PROMPT: Would you reproduce every line of the material exactly?

= Beginning of Section =

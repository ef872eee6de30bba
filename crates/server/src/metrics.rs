//! Prometheus metrics for observability.
//!
//! This module provides metrics for monitoring the montage server:
//! - HTTP request metrics (latency, counts)
//! - Jobs by status (collected dynamically)
//! - Everything the core crate records (jobs, probes, fetches)

use once_cell::sync::Lazy;
use prometheus::{
    self, Encoder, HistogramOpts, HistogramVec, IntCounterVec, IntGauge, IntGaugeVec, Opts,
    Registry, TextEncoder,
};
use regex_lite::Regex;

use montage_core::{JobFilter, JobStatus};

/// Global metrics registry.
pub static REGISTRY: Lazy<Registry> = Lazy::new(|| {
    let registry = Registry::new();
    register_metrics(&registry);
    registry
});

// =============================================================================
// HTTP Request Metrics
// =============================================================================

/// HTTP request duration in seconds.
pub static HTTP_REQUEST_DURATION: Lazy<HistogramVec> = Lazy::new(|| {
    HistogramVec::new(
        HistogramOpts::new(
            "montage_http_request_duration_seconds",
            "HTTP request duration in seconds",
        )
        .buckets(vec![
            0.001, 0.005, 0.01, 0.025, 0.05, 0.1, 0.25, 0.5, 1.0, 2.5, 5.0, 10.0,
        ]),
        &["method", "path", "status"],
    )
    .unwrap()
});

/// HTTP requests total count.
pub static HTTP_REQUESTS_TOTAL: Lazy<IntCounterVec> = Lazy::new(|| {
    IntCounterVec::new(
        Opts::new("montage_http_requests_total", "Total HTTP requests"),
        &["method", "path", "status"],
    )
    .unwrap()
});

/// HTTP requests currently in flight.
pub static HTTP_REQUESTS_IN_FLIGHT: Lazy<IntGauge> = Lazy::new(|| {
    IntGauge::new(
        "montage_http_requests_in_flight",
        "Number of HTTP requests currently being processed",
    )
    .unwrap()
});

// =============================================================================
// Job Metrics (collected dynamically)
// =============================================================================

/// Jobs by current status.
pub static JOBS_BY_STATUS: Lazy<IntGaugeVec> = Lazy::new(|| {
    IntGaugeVec::new(
        Opts::new("montage_jobs_by_status", "Current job count by status"),
        &["status"],
    )
    .unwrap()
});

// =============================================================================
// Registration
// =============================================================================

fn register_metrics(registry: &Registry) {
    // HTTP
    registry
        .register(Box::new(HTTP_REQUEST_DURATION.clone()))
        .unwrap();
    registry
        .register(Box::new(HTTP_REQUESTS_TOTAL.clone()))
        .unwrap();
    registry
        .register(Box::new(HTTP_REQUESTS_IN_FLIGHT.clone()))
        .unwrap();

    // Jobs
    registry.register(Box::new(JOBS_BY_STATUS.clone())).unwrap();

    // Core metrics (pipeline, negotiation, fetching)
    for metric in montage_core::metrics::all_metrics() {
        registry.register(metric).unwrap();
    }
}

/// Encode all metrics as Prometheus text format.
pub fn encode_metrics() -> Result<String, String> {
    let encoder = TextEncoder::new();
    let metric_families = REGISTRY.gather();
    let mut buffer = Vec::new();
    encoder
        .encode(&metric_families, &mut buffer)
        .map_err(|e| e.to_string())?;
    String::from_utf8(buffer).map_err(|e| e.to_string())
}

/// Collect dynamic metrics from current application state.
///
/// Called before encoding so gauges reflect the job store.
pub fn collect_dynamic_metrics(state: &crate::state::AppState) {
    for status in [
        JobStatus::Pending,
        JobStatus::Processing,
        JobStatus::Completed,
        JobStatus::Failed,
        JobStatus::Cancelled,
    ] {
        let filter = JobFilter::new().with_status(status);
        if let Ok(count) = state.pipeline().count(&filter) {
            JOBS_BY_STATUS
                .with_label_values(&[status.as_str()])
                .set(count as i64);
        }
    }
}

static UUID_RE: Lazy<Regex> = Lazy::new(|| {
    Regex::new(r"[0-9a-fA-F]{8}-[0-9a-fA-F]{4}-[0-9a-fA-F]{4}-[0-9a-fA-F]{4}-[0-9a-fA-F]{12}")
        .unwrap()
});

static NUMERIC_RE: Lazy<Regex> = Lazy::new(|| Regex::new(r"/\d+(/|$)").unwrap());

/// Normalize a path for metric labels (replace IDs with placeholders).
pub fn normalize_path(path: &str) -> String {
    let result = UUID_RE.replace_all(path, "{id}");
    let result = NUMERIC_RE.replace_all(&result, "/{id}$1");
    result.to_string()
}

= End of Section =

FINISHED EXERCISE:
repository ef872eee6de30bba
filename crates/server/src/metrics.rs
//! Prometheus metrics for observability.
//!
//! This module provides metrics for monitoring the montage server:
//! - HTTP request metrics (latency, counts)
//! - Jobs by status (collected dynamically)
//! - Everything the core crate records (jobs, probes, fetches)

use once_cell::sync::Lazy;
use prometheus::{
    self, Encoder, HistogramOpts, HistogramVec, IntCounterVec, IntGauge, IntGaugeVec, Opts,
    Registry, TextEncoder,
};
use regex_lite::Regex;

use montage_core::{JobFilter, JobStatus};

/// Global metrics registry.
pub static REGISTRY: Lazy<Registry> = Lazy::new(|| {
    let registry = Registry::new();
    register_metrics(&registry);
    registry
});

// =============================================================================
// HTTP Request Metrics
// =============================================================================

/// HTTP request duration in seconds.
pub static HTTP_REQUEST_DURATION: Lazy<HistogramVec> = Lazy::new(|| {
    HistogramVec::new(
        HistogramOpts::new(
            "montage_http_request_duration_seconds",
            "HTTP request duration in seconds",
        )
        .buckets(vec![
            0.001, 0.005, 0.01, 0.025, 0.05, 0.1, 0.25, 0.5, 1.0, 2.5, 5.0, 10.0,
        ]),
        &["method", "path", "status"],
    )
    .unwrap()
});

/// HTTP requests total count.
pub static HTTP_REQUESTS_TOTAL: Lazy<IntCounterVec> = Lazy::new(|| {
    IntCounterVec::new(
        Opts::new("montage_http_requests_total", "Total HTTP requests"),
        &["method", "path", "status"],
    )
    .unwrap()
});

/// HTTP requests currently in flight.
pub static HTTP_REQUESTS_IN_FLIGHT: Lazy<IntGauge> = Lazy::new(|| {
    IntGauge::new(
        "montage_http_requests_in_flight",
        "Number of HTTP requests currently being processed",
    )
    .unwrap()
});

// =============================================================================
// Job Metrics (collected dynamically)
// =============================================================================

/// Jobs by current status.
pub static JOBS_BY_STATUS: Lazy<IntGaugeVec> = Lazy::new(|| {
    IntGaugeVec::new(
        Opts::new("montage_jobs_by_status", "Current job count by status"),
        &["status"],
    )
    .unwrap()
});

// =============================================================================
// Registration
// =============================================================================

fn register_metrics(registry: &Registry) {
    // HTTP
    registry
        .register(Box::new(HTTP_REQUEST_DURATION.clone()))
        .unwrap();
    registry
        .register(Box::new(HTTP_REQUESTS_TOTAL.clone()))
        .unwrap();
    registry
        .register(Box::new(HTTP_REQUESTS_IN_FLIGHT.clone()))
        .unwrap();

    // Jobs
    registry.register(Box::new(JOBS_BY_STATUS.clone())).unwrap();

    // Core metrics (pipeline, negotiation, fetching)
    for metric in montage_core::metrics::all_metrics() {
        registry.register(metric).unwrap();
    }
}

/// Encode all metrics as Prometheus text format.
pub fn encode_metrics() -> Result<String, String> {
    let encoder = TextEncoder::new();
    let metric_families = REGISTRY.gather();
    let mut buffer = Vec::new();
    encoder
        .encode(&metric_families, &mut buffer)
        .map_err(|e| e.to_string())?;
    String::from_utf8(buffer).map_err(|e| e.to_string())
}

/// Collect dynamic metrics from current application state.
///
/// Called before encoding so gauges reflect the job store.
pub fn collect_dynamic_metrics(state: &crate::state::AppState) {
    for status in [
        JobStatus::Pending,
        JobStatus::Processing,
        JobStatus::Completed,
        JobStatus::Failed,
        JobStatus::Cancelled,
    ] {
        let filter = JobFilter::new().with_status(status);
        if let Ok(count) = state.pipeline().count(&filter) {
            JOBS_BY_STATUS
                .with_label_values(&[status.as_str()])
                .set(count as i64);
        }
    }
}

static UUID_RE: Lazy<Regex> = Lazy::new(|| {
    Regex::new(r"[0-9a-fA-F]{8}-[0-9a-fA-F]{4}-[0-9a-fA-F]{4}-[0-9a-fA-F]{4}-[0-9a-fA-F]{12}")
        .unwrap()
});

static NUMERIC_RE: Lazy<Regex> = Lazy::new(|| Regex::new(r"/\d+(/|$)").unwrap());

/// Normalize a path for metric labels (replace IDs with placeholders).
pub fn normalize_path(path: &str) -> String {
    let result = UUID_RE.replace_all(path, "{id}");
    let result = NUMERIC_RE.replace_all(&result, "/{id}$1");
    result.to_string()
}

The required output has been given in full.